The availability of non-toxic food during depuration may also affect DST detoxification, probably due to increasing digestive activity and metabolic fecal losses [60, 62], as suggested by field studies (e.g. [60, 63, 64]), but not confirmed under laboratory conditions [35, 49]. In this respect, our laboratory conditions (i.e. availability of non-toxic food throughout the depuration period) represent roughly what bivalves would experience in the field. Finally, juvenile bivalves may exhibit faster detoxification rates than those estimated in the laboratory from commercial-sized individuals. Juvenile oysters, C. virginica, for instance, showed faster detoxification of domoic acid relative to two size classes of adults, probably due to their higher metabolic rates; M. edulis mussels, in contrast, did not experience the same effect [54].

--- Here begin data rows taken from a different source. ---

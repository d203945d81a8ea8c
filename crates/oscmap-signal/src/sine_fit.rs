//! Sum-of-sines fitting.
//!
//! Fits `y = Σ aₖ·sin(ωₖ·x + φₖ)` by bounded nonlinear least squares. The
//! starting point comes from a greedy spectral search: each new term takes the
//! strongest FFT bin of the current residual that no earlier term has
//! claimed, then all amplitudes and phases found so far are re-estimated
//! together with a linear sine/cosine regression.
//!
//! # References
//! - MATLAB Curve Fitting Toolbox, `sin` library model start points

use nalgebra::{DMatrix, DVector};
use ndarray::Array1;
use num_complex::Complex64;
use oscmap_core::utils::index_axis;
use oscmap_core::{CoreError, CoreResult, InputError, SineModel};
use rand::Rng;
use rustfft::FftPlanner;
use tracing::{debug, warn};

use crate::optimize::{
    levenberg_marquardt, linear_least_squares, Bounds, LeastSquaresOptions, LeastSquaresProblem,
};

/// Number of components used by [`fit_sine`].
pub const DEFAULT_SINE_COMPONENTS: usize = 8;

/// Sum-of-sines residual over fixed sample points.
struct SineProblem<'a> {
    x: &'a [f64],
    y: &'a [f64],
    n_components: usize,
}

impl LeastSquaresProblem for SineProblem<'_> {
    fn num_params(&self) -> usize {
        3 * self.n_components
    }

    fn residuals(&self, p: &[f64]) -> DVector<f64> {
        DVector::from_iterator(
            self.x.len(),
            self.x.iter().zip(self.y).map(|(&x, &y)| {
                let model: f64 = p
                    .chunks_exact(3)
                    .map(|c| c[0] * (c[1] * x + c[2]).sin())
                    .sum();
                model - y
            }),
        )
    }

    fn jacobian(&self, p: &[f64]) -> DMatrix<f64> {
        let mut jac = DMatrix::zeros(self.x.len(), p.len());
        for (i, &x) in self.x.iter().enumerate() {
            for (k, c) in p.chunks_exact(3).enumerate() {
                let arg = c[1] * x + c[2];
                let (s, co) = arg.sin_cos();
                jac[(i, 3 * k)] = s;
                jac[(i, 3 * k + 1)] = c[0] * x * co;
                jac[(i, 3 * k + 2)] = c[0] * co;
            }
        }
        jac
    }
}

/// Box constraints for `n` components: amplitude and frequency non-negative,
/// phase free.
#[must_use]
pub fn sine_bounds(n_components: usize) -> Bounds {
    let lower = [0.0, 0.0, f64::NEG_INFINITY]
        .iter()
        .copied()
        .cycle()
        .take(3 * n_components)
        .collect();
    Bounds {
        lower,
        upper: vec![f64::INFINITY; 3 * n_components],
    }
}

/// Sorts samples by `x` and drops repeated abscissae, keeping the first.
fn sorted_unique(x: &[f64], y: &[f64]) -> (Vec<f64>, Vec<f64>) {
    let mut pairs: Vec<(f64, f64)> = x
        .iter()
        .copied()
        .zip(y.iter().copied())
        .filter(|(xi, yi)| xi.is_finite() && yi.is_finite())
        .collect();
    pairs.sort_by(|a, b| a.0.total_cmp(&b.0));
    pairs.dedup_by(|cur, prev| cur.0 == prev.0);
    pairs.into_iter().unzip()
}

/// Index of the strongest unclaimed bin in `1..len/2`, or `None` when that
/// range is empty.
fn dominant_bin(residual: &[f64], claimed: &[usize]) -> Option<usize> {
    let n = residual.len();
    let mut buffer: Vec<Complex64> = residual.iter().map(|&v| Complex64::new(v, 0.0)).collect();
    FftPlanner::<f64>::new().plan_fft_forward(n).process(&mut buffer);
    for &k in claimed {
        buffer[k] = Complex64::new(0.0, 0.0);
    }
    (1..n / 2).fold(None, |best: Option<usize>, k| match best {
        Some(b) if buffer[b].norm() >= buffer[k].norm() => Some(b),
        _ => Some(k),
    })
}

/// Starting parameters `[a0, w0, p0, ...]` for an `n_components` fit.
///
/// With fewer than two distinct abscissae no spectrum can be estimated and
/// uniform random values in `[0, 1)` are returned instead.
///
/// # Errors
///
/// Returns an error if the linear sub-problem cannot be solved.
pub fn sine_seed<R: Rng + ?Sized>(
    x: &[f64],
    y: &[f64],
    n_components: usize,
    rng: &mut R,
) -> CoreResult<Vec<f64>> {
    let (x, y) = sorted_unique(x, y);
    if x.len() < 2 {
        warn!(
            samples = x.len(),
            "too few distinct samples for a spectral seed, using random start"
        );
        return Ok((0..3 * n_components).map(|_| rng.gen::<f64>()).collect());
    }

    let n = x.len();
    let span = x[n - 1] - x[0];
    let y_vec = DVector::from_column_slice(&y);

    let mut claimed = Vec::with_capacity(n_components);
    let mut freqs = Vec::with_capacity(n_components);
    let mut residual = y.clone();
    let mut coeffs = DVector::zeros(0);

    for i in 0..n_components {
        let bin = dominant_bin(&residual, &claimed);
        if let Some(k) = bin {
            claimed.push(k);
        }
        #[allow(clippy::cast_precision_loss)]
        let bin_f = bin.map_or(0.5, |k| k as f64).max(0.5);
        let w = 2.0 * std::f64::consts::PI * bin_f / span;
        freqs.push(w);

        let design = DMatrix::from_fn(n, 2 * (i + 1), |r, c| {
            let arg = freqs[c / 2] * x[r];
            if c % 2 == 0 {
                arg.sin()
            } else {
                arg.cos()
            }
        });
        coeffs = linear_least_squares(&design, &y_vec)?;
        let fitted = &design * &coeffs;
        residual = y.iter().zip(fitted.iter()).map(|(a, b)| a - b).collect();
    }

    let seed = freqs
        .iter()
        .enumerate()
        .flat_map(|(i, &w)| {
            let (s, c) = (coeffs[2 * i], coeffs[2 * i + 1]);
            [s.hypot(c), w, c.atan2(s)]
        })
        .collect();
    Ok(seed)
}

/// Fits `n_components` sinusoids to samples `(x, y)`.
///
/// # Errors
///
/// - [`InputError::ShapeMismatch`] if `x` and `y` differ in length
/// - [`InputError::Empty`] if there are no samples
/// - [`CoreError::Configuration`] if `n_components` is zero
/// - [`oscmap_core::FitError`] if the optimizer does not converge
pub fn fit_sum_of_sines_at<R: Rng + ?Sized>(
    x: &Array1<f64>,
    y: &Array1<f64>,
    n_components: usize,
    rng: &mut R,
) -> CoreResult<SineModel> {
    if x.len() != y.len() {
        return Err(InputError::ShapeMismatch {
            expected: vec![x.len()],
            actual: vec![y.len()],
        }
        .into());
    }
    if y.is_empty() {
        return Err(InputError::Empty { what: "sine fit signal" }.into());
    }
    if n_components == 0 {
        return Err(CoreError::configuration("n_components", "must be > 0"));
    }

    let (xs, ys) = sorted_unique(&x.to_vec(), &y.to_vec());
    let seed = sine_seed(&xs, &ys, n_components, rng)?;
    if xs.len() < 2 {
        return SineModel::from_params(&seed);
    }

    let problem = SineProblem {
        x: &xs,
        y: &ys,
        n_components,
    };
    let options = LeastSquaresOptions::for_params(problem.num_params());
    let result = levenberg_marquardt(&problem, &seed, &sine_bounds(n_components), &options)?;
    debug!(
        n_components,
        cost = result.cost,
        evaluations = result.evaluations,
        "sum-of-sines fit converged"
    );
    SineModel::from_params(&result.params)
}

/// Fits `n_components` sinusoids to a uniformly sampled signal, using the
/// sample index as the independent variable.
///
/// # Errors
///
/// See [`fit_sum_of_sines_at`].
pub fn fit_sum_of_sines(signal: &Array1<f64>, n_components: usize) -> CoreResult<SineModel> {
    let x = index_axis(signal.len());
    fit_sum_of_sines_at(&x, signal, n_components, &mut rand::thread_rng())
}

/// Fits an `n_components` sine sum and returns the fitted curve.
///
/// # Errors
///
/// See [`fit_sum_of_sines_at`].
pub fn fit_sine_with(signal: &Array1<f64>, n_components: usize) -> CoreResult<Array1<f64>> {
    let model = fit_sum_of_sines(signal, n_components)?;
    Ok(model.evaluate(&index_axis(signal.len())))
}

/// Fits an eight-term sine sum and returns the fitted curve.
///
/// # Errors
///
/// See [`fit_sum_of_sines_at`].
pub fn fit_sine(signal: &Array1<f64>) -> CoreResult<Array1<f64>> {
    fit_sine_with(signal, DEFAULT_SINE_COMPONENTS)
}

#[cfg(test)]
mod tests {
    use super::*;
    use approx::assert_abs_diff_eq;
    use rand::rngs::StdRng;
    use rand::SeedableRng;
    use std::f64::consts::PI;

    fn two_tone(n: usize) -> Array1<f64> {
        index_axis(n).mapv(|t| {
            2.0 * (2.0 * PI * 10.0 * t / 256.0 + 0.3).sin()
                + 0.8 * (2.0 * PI * 23.0 * t / 256.0 - 1.1).sin()
        })
    }

    #[test]
    fn test_bounds_layout() {
        let b = sine_bounds(2);
        assert_eq!(b.lower.len(), 6);
        assert_eq!(b.lower[0], 0.0);
        assert_eq!(b.lower[1], 0.0);
        assert!(b.lower[2].is_infinite());
        assert!(b.upper.iter().all(|u| u.is_infinite()));
    }

    #[test]
    fn test_seed_finds_dominant_tones() {
        let y = two_tone(256);
        let x = index_axis(256);
        let mut rng = StdRng::seed_from_u64(1);
        let seed = sine_seed(x.as_slice().unwrap(), y.as_slice().unwrap(), 2, &mut rng).unwrap();
        // Bin spacing uses the sample span (255), not the record length.
        assert_abs_diff_eq!(seed[1], 2.0 * PI * 10.0 / 255.0, epsilon = 1e-12);
        assert_abs_diff_eq!(seed[4], 2.0 * PI * 23.0 / 255.0, epsilon = 1e-12);
        assert!(seed[0] > seed[3]);
    }

    #[test]
    fn test_seed_degenerate_is_random() {
        let mut rng = StdRng::seed_from_u64(7);
        let seed = sine_seed(&[1.0, 1.0, 1.0], &[0.5, 0.2, 0.1], 3, &mut rng).unwrap();
        assert_eq!(seed.len(), 9);
        assert!(seed.iter().all(|v| (0.0..1.0).contains(v)));
    }

    #[test]
    fn test_fit_recovers_two_tones() {
        let y = two_tone(256);
        let model = fit_sum_of_sines(&y, 2).unwrap();
        let fitted = model.evaluate(&index_axis(256));
        let rms = ((&fitted - &y).mapv(|v| v * v).sum() / 256.0).sqrt();
        assert!(rms < 1e-3, "rms residual {rms}");

        let mut amps: Vec<f64> = model.components().iter().map(|c| c.amplitude).collect();
        amps.sort_by(f64::total_cmp);
        assert_abs_diff_eq!(amps[0], 0.8, epsilon = 1e-3);
        assert_abs_diff_eq!(amps[1], 2.0, epsilon = 1e-3);
        assert!(model.components().iter().all(|c| c.angular_frequency >= 0.0));
    }

    #[test]
    fn test_fit_length_mismatch() {
        let x = index_axis(5);
        let y = Array1::zeros(4);
        let err = fit_sum_of_sines_at(&x, &y, 1, &mut rand::thread_rng()).unwrap_err();
        assert!(matches!(err, CoreError::InvalidInput(_)));
    }

    #[test]
    fn test_fit_zero_components() {
        assert!(fit_sum_of_sines(&two_tone(32), 0).is_err());
    }

    #[test]
    fn test_fit_sine_with_component_count() {
        let y = two_tone(256);
        let fitted = fit_sine_with(&y, 2).unwrap();
        let rms = ((&fitted - &y).mapv(|v| v * v).sum() / 256.0).sqrt();
        assert!(rms < 1e-3, "rms residual {rms}");
        assert!(fit_sine_with(&y, 0).is_err());
    }

    #[test]
    fn test_fit_sine_preserves_length() {
        let y = two_tone(128);
        let fitted = fit_sine(&y).unwrap();
        assert_eq!(fitted.len(), 128);
    }
}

As indicated here for okadaic acid and in previous studies for domoic acid [54], accumulation and detoxification of algal toxins varies at a great extent in different bivalve species. Implementation of a species-specific management strategy during toxic blooms would reduce the economic impact of blanket harvesting closures for all commercial bivalve species and deserves further consideration and testing under varying field conditions.